Because I get to “meet” so many people who in the past have been lurkers!
And it is, after all, National De-Lurking Week.
The 22,000th comment was left by Dene. Woo-hoo!
Dene wins this:
Four skeins of KnitPicks laceweight “Shimmer” in a pretty blue.
Some Aran Questions
There was a question in the comments (though I now can’t find it, of course, so I don’t know who asked it) about how easy it is to size down arans.
It can be pretty easy. Look at my Halcyon Aran in its uncompleted state:
(Please excuse the large furry ass in the photo.)
All the cable patterns are pretty close together, flanking the center large cable. The different sizes are achieved by the number of “plain” stitches on either side of the front and back, and of course on the sleeves.
I’ve made other arans that have more plain stitches in-between the cable motifs, and the number of plain stitches between each motif varied for the different sizes.
For pretty much every aran I’ve made, the cables themselves do not vary in the different sizes, only the “spacer” stitches. (I know I’ve seen at least one that had varying cables, but can’t put my finger on it now).
I’m doing Mariah from Knitty in Elann’s Sierra Aran, and cabling without a cable needle is just killing me with this yarn! I have had no trouble doing it with 100% wools, but the 20% alpaca content makes the yarn just a bit too slippery. Since you’ve made the most incredible cabled sweaters I’ve ever seen, I was wondering if you have any advice on cabling without a cable needle when using slippery yarns.
Are you using metal or wood needles? I highly recommend using wood needles with slippery yarns — the wood “grabs” a little and keeps the yarn in place better.
If you are still having too much trouble with slippage, you might wanna go ahead and use that cable needle. It might make things go faster in the long run!
My question has to do with yarn – how do you know if a yarn will be good for knitting an aran sweater with? Do you have any favorite brands? Yarn choices are always the hardest for me.
You, of course, want a yarn that has good stitch definition. Nothing nubby or loopy or too fuzzy. And you want a mostly solid color. Heathered yarn is great, but variegated yarn will obsure your cables.
That reminds me of an encounter I had in a lys eons ago. I was buying yarn for an aran and had selected a nice heathered blue. As it happened, the author of a knitting book was in the shop that day, signing copies of her book (which was the reason I went to the shop in the first place). I had met her when she was doing research for her book and she actually remembered me. We were chatting a bit and she asked me what I was going to do with the yarn I had selected. I told her it was for a Starmore aran and she said to me “Why on earth would you buy that plain yarn when you could knit it out of something like this?” And she picked up a skein of a wildly variegated blue/purple yarn.

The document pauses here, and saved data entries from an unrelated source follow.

//! Kernel registry and the [`Crc32Kernel`] strategy object.
//!
//! # Kernel tiers
//!
//! - Reference: bitwise, the test oracle
//! - Portable: slice-by-8 table lookup
//! - Soft fold: the folding engine on `u128` lanes
//! - Folding: PCLMULQDQ (x86_64), PMULL (aarch64)
//! - Fused folding: AVX-512VL `vpternlogd` (x86_64), PMULL+EOR3 (aarch64)
//!
//! Every kernel updates the raw CRC register and agrees with the reference
//! on every input. Which one runs is a throughput decision only.

use backend::dispatch::{Candidate, Crc32Fn, Selected, select};
use platform::Caps;

use crate::config::Force;

/// Kernel names, shared by selection, diagnostics and force overrides.
pub mod names {
  pub const REFERENCE: &str = "reference/bitwise";
  pub const PORTABLE: &str = "portable/slice8";
  pub const SOFT: &str = "soft/fold";
  pub const PCLMUL: &str = "x86_64/pclmul";
  pub const AVX512: &str = "x86_64/avx512";
  pub const PMULL: &str = "aarch64/pmull";
  pub const PMULL_EOR3: &str = "aarch64/pmull-eor3";
}

// ─────────────────────────────────────────────────────────────────────────────
// Candidate tables
// ─────────────────────────────────────────────────────────────────────────────

#[cfg(target_arch = "x86_64")]
static ACCELERATED: &[Candidate<Crc32Fn>] = {
  use platform::caps::x86;

  use crate::fold::x86_64 as arch;

  backend::candidates![
    names::AVX512 => x86::AVX512_CLMUL_READY => arch::crc32_avx512,
    names::PCLMUL => x86::PCLMUL_READY => arch::crc32_pclmul,
  ]
};

#[cfg(target_arch = "aarch64")]
static ACCELERATED: &[Candidate<Crc32Fn>] = {
  use platform::caps::aarch64;

  use crate::fold::aarch64 as arch;

  backend::candidates![
    names::PMULL_EOR3 => aarch64::PMULL_EOR3_READY => arch::crc32_pmull_eor3,
    names::PMULL => aarch64::PMULL_READY => arch::crc32_pmull,
  ]
};

#[cfg(not(any(target_arch = "x86_64", target_arch = "aarch64")))]
static ACCELERATED: &[Candidate<Crc32Fn>] = &[];

/// Hardware kernels for this architecture, best first.
#[inline]
pub(crate) fn accelerated() -> &'static [Candidate<Crc32Fn>] {
  ACCELERATED
}

fn portable_kernel(crc: u32, data: &[u8]) -> u32 {
  crate::portable::crc32_slice8(crc, data)
}

fn soft_kernel(crc: u32, data: &[u8]) -> u32 {
  crate::fold::soft::crc32_soft(crc, data)
}

// ─────────────────────────────────────────────────────────────────────────────
// Strategy object
// ─────────────────────────────────────────────────────────────────────────────

/// A selected CRC-32 kernel.
///
/// `Copy`, owned by the caller and passed by reference; there is no global
/// mutable kernel pointer. Construct it from capabilities once and reuse it:
///
/// ```
/// use crcfold::Crc32Kernel;
///
/// let kernel = Crc32Kernel::detect();
/// let crc = kernel.compute(!0, b"123456789") ^ !0;
/// assert_eq!(crc, 0xCBF4_3926);
/// ```
#[derive(Clone, Copy)]
pub struct Crc32Kernel {
  selected: Selected<Crc32Fn>,
}

impl Crc32Kernel {
  /// The slice-by-8 table kernel. Runs on every target.
  #[inline]
  #[must_use]
  pub const fn portable() -> Self {
    Self {
      selected: Selected::new(names::PORTABLE, portable_kernel),
    }
  }

  /// The folding engine on software lanes. Runs on every target.
  #[inline]
  #[must_use]
  pub const fn soft() -> Self {
    Self {
      selected: Selected::new(names::SOFT, soft_kernel),
    }
  }

  /// Best kernel `caps` can run, or [`portable`](Self::portable).
  #[must_use]
  pub fn for_caps(caps: Caps) -> Self {
    select(caps, accelerated()).map_or_else(Self::portable, |selected| Self { selected })
  }

  /// Best kernel for the running CPU.
  #[must_use]
  pub fn detect() -> Self {
    Self::for_caps(platform::caps())
  }

  /// Kernel a force mode names, if `caps` can run it; otherwise the automatic choice.
  #[must_use]
  pub fn for_force(force: Force, caps: Caps) -> Self {
    match force {
      Force::Auto => Self::for_caps(caps),
      Force::Portable => Self::portable(),
      Force::Soft => Self::soft(),
      Force::Pclmul | Force::Avx512 | Force::Pmull | Force::PmullEor3 => accelerated()
        .iter()
        .find(|candidate| candidate.name == force.kernel_name() && caps.has(candidate.requires))
        .map_or_else(
          || Self::for_caps(caps),
          |candidate| Self {
            selected: Selected::new(candidate.name, candidate.func),
          },
        ),
    }
  }

  /// Kernel name, e.g. `"x86_64/pclmul"`.
  #[inline]
  #[must_use]
  pub const fn name(&self) -> &'static str {
    self.selected.name
  }

  /// Update the raw CRC register `crc` with `data`.
  #[inline]
  #[must_use]
  pub fn compute(&self, crc: u32, data: &[u8]) -> u32 {
    (self.selected.func)(crc, data)
  }

  /// `true` for hardware carry-less multiply kernels.
  #[inline]
  #[must_use]
  pub fn is_accelerated(&self) -> bool {
    accelerated().iter().any(|candidate| candidate.name == self.name())
  }

  #[cfg(any(test, feature = "alloc"))]
  #[inline]
  pub(crate) const fn from_selected(selected: Selected<Crc32Fn>) -> Self {
    Self { selected }
  }

  #[inline]
  pub(crate) const fn selected(self) -> Selected<Crc32Fn> {
    self.selected
  }
}

impl Default for Crc32Kernel {
  fn default() -> Self {
    Self::portable()
  }
}

impl core::fmt::Debug for Crc32Kernel {
  fn fmt(&self, f: &mut core::fmt::Formatter<'_>) -> core::fmt::Result {
    f.debug_tuple("Crc32Kernel").field(&self.name()).finish()
  }
}

/// Install the best accelerated kernel for `caps` into `slot`.
///
/// Returns `true` when a kernel was installed. Without carry-less multiply
/// support `slot` keeps whatever it held and `false` is returned.
///
/// ```
/// use crcfold::{Crc32Kernel, register_accelerated};
/// use platform::Caps;
///
/// let mut kernel = Crc32Kernel::portable();
/// assert!(!register_accelerated(&mut kernel, Caps::NONE));
/// assert_eq!(kernel.name(), "portable/slice8");
/// ```
pub fn register_accelerated(slot: &mut Crc32Kernel, caps: Caps) -> bool {
  let Some(selected) = select(caps, accelerated()) else {
    #[cfg(feature = "tracing")]
    tracing::debug!(kept = slot.name(), "no carry-less multiply support; kernel unchanged");
    return false;
  };

  #[cfg(feature = "tracing")]
  tracing::debug!(previous = slot.name(), installed = selected.name, "registered accelerated CRC-32 kernel");

  *slot = Crc32Kernel { selected };
  true
}

#[cfg(test)]
mod tests {
  use super::*;
  use crate::reference::crc32_bitwise;

  const INPUT: &[u8] = b"strategy objects are passed by reference";

  #[test]
  fn portable_and_soft_agree_with_reference() {
    let expected = crc32_bitwise(!0, INPUT);
    assert_eq!(Crc32Kernel::portable().compute(!0, INPUT), expected);
    assert_eq!(Crc32Kernel::soft().compute(!0, INPUT), expected);
  }

  #[test]
  fn no_caps_selects_portable() {
    let kernel = Crc32Kernel::for_caps(Caps::NONE);
    assert_eq!(kernel.name(), names::PORTABLE);
    assert!(!kernel.is_accelerated());
  }

  #[test]
  fn register_without_caps_keeps_slot() {
    let mut slot = Crc32Kernel::soft();
    assert!(!register_accelerated(&mut slot, Caps::NONE));
    assert_eq!(slot.name(), names::SOFT);
  }

  #[test]
  fn register_with_detected_caps() {
    let caps = platform::caps();
    let mut slot = Crc32Kernel::portable();
    let installed = register_accelerated(&mut slot, caps);
    assert_eq!(installed, select(caps, accelerated()).is_some());
    assert_eq!(installed, slot.is_accelerated());
    assert_eq!(slot.compute(!0, INPUT), crc32_bitwise(!0, INPUT));
  }

  #[test]
  fn detect_matches_for_caps() {
    assert_eq!(Crc32Kernel::detect().name(), Crc32Kernel::for_caps(platform::caps()).name());
  }

  #[test]
  fn force_without_caps_falls_back() {
    for force in [Force::Pclmul, Force::Avx512, Force::Pmull, Force::PmullEor3] {
      assert_eq!(Crc32Kernel::for_force(force, Caps::NONE).name(), names::PORTABLE);
    }
    assert_eq!(Crc32Kernel::for_force(Force::Soft, Caps::NONE).name(), names::SOFT);
  }

  #[test]
  #[cfg(target_arch = "x86_64")]
  fn x86_ranking() {
    use platform::caps::x86;
    assert_eq!(Crc32Kernel::for_caps(x86::PCLMUL_READY).name(), names::PCLMUL);
    assert_eq!(Crc32Kernel::for_caps(x86::AVX512_CLMUL_READY).name(), names::AVX512);
    assert_eq!(
      Crc32Kernel::for_force(Force::Pclmul, x86::AVX512_CLMUL_READY).name(),
      names::PCLMUL
    );
  }

  #[test]
  #[cfg(target_arch = "aarch64")]
  fn aarch64_ranking() {
    use platform::caps::aarch64;
    assert_eq!(Crc32Kernel::for_caps(aarch64::PMULL_READY).name(), names::PMULL);
    assert_eq!(Crc32Kernel::for_caps(aarch64::PMULL_EOR3_READY).name(), names::PMULL_EOR3);
  }

  #[test]
  fn debug_shows_name() {
    extern crate alloc;
    assert_eq!(alloc::format!("{:?}", Crc32Kernel::portable()), "Crc32Kernel(\"portable/slice8\")");
  }
}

I was surprised that it wouldn’t occur to her that the yarn was totally inappropriate for an aran.
Anyhow . . . favorite yarns?
I’ve made a number of Starmore Arans that called for Scottish Heather out of Brown Sheep Naturespun Worsted. I love this yarn — cheap, huge palette of colors, and it’s worn very well over the years.
For Starmore Arans that called for Bainin I would substitute Bovidae Farm’s fisherman weight wool — lovely stuff and a great aran yarn! Bovidae Farm sadly does not have a website, but a Google search on their name will get you their contact info.
I used Peace Fleece for one of the Starmore St. Endas that I knitted. Very nice.
And I love the Virtualyarns 3-ply Hebridean that I knitted my last Inishmore from. Love, love, love.
Mary in Maine asked:
Now that you are getting through the sleeves for Halcyon, what will your next project be?? I don’t want to sound demanding (I’ll apologize up front), but when will we see Torino? The Olympic Games begin next month!!
Yup, nearing the finish line on this aran — it’ll be done by early next week, methinks. Sorry — Torino is not next. Torino is in stash and I’ve no immediate plans to knit it.
Next will be one of my own designs that I’m working out. At 8 sts/inch. Here’s the yarn:
Does Lucy ever try to undo your projects? She seems to be the truly perfect cat.
Lucy is, of course, perfect in every way.
Seriously, though, she is very good about leaving my knitting alone — apart from lying on it now and then.
Her worst habit, I think, is her fondness for chewing on plastic bags. She will hunt them out and start chewing on a corner. Over the holidays I gave her a large piece of bubble wrap to play with and she was in kitty heaven!
Lucy did look like SuperCat wearing her little sleeve cape yesterday. But I don’t think I’ll be knitting her a special SuperCat cape any time in the near future.
But here’s her deepest secret revealed:
She likes to dress up and pretend she’s a bride!